— Brief —
Which of the lines in the data mention the string "proptest"? List them all.

● ● ● ●

use proptest::prelude::*;
use teledock_core::utils::{chunk_text, pack_entries};

proptest! {
    /// Concatenating the chunks in order reproduces the input exactly.
    #[test]
    fn chunks_reassemble_to_input(s in "\\PC*", max in 1usize..64) {
        let chunks = chunk_text(&s, max);
        let joined: String = chunks.iter().map(|c| c.content.as_str()).collect();
        prop_assert_eq!(joined, s);
    }

    /// No chunk exceeds the limit and only the last one may be shorter.
    #[test]
    fn chunks_respect_the_limit(s in "\\PC+", max in 1usize..64) {
        let chunks = chunk_text(&s, max);
        let last = chunks.len() - 1;
        for (i, chunk) in chunks.iter().enumerate() {
            let len = chunk.content.chars().count();
            prop_assert!(len <= max, "chunk {} has {} chars, limit {}", i, len, max);
            if i != last {
                prop_assert_eq!(len, max);
            }
            prop_assert_eq!(chunk.index, i);
        }
    }

    /// Packing never drops, reorders or splits entries.
    #[test]
    fn packing_preserves_entries(
        entries in proptest::collection::vec("[a-z<>/]{1,20}", 0..30),
        max in 1usize..80
    ) {
        let parts = pack_entries(&entries, "\n\n", max);
        let rejoined: Vec<String> = parts
            .iter()
            .flat_map(|p| p.split("\n\n").map(str::to_string))
            .collect();
        prop_assert_eq!(rejoined, entries);
    }
}

#[test]
fn empty_text_yields_one_empty_chunk() {
    for max in [1, 10, 3000] {
        let chunks = chunk_text("", max);
        assert_eq!(chunks.len(), 1);
        assert!(chunks[0].content.is_empty());
    }
}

● ● ● ●

— Reply to the task —
use proptest::prelude::*;
proptest! {
        entries in proptest::collection::vec("[a-z<>/]{1,20}", 0..30),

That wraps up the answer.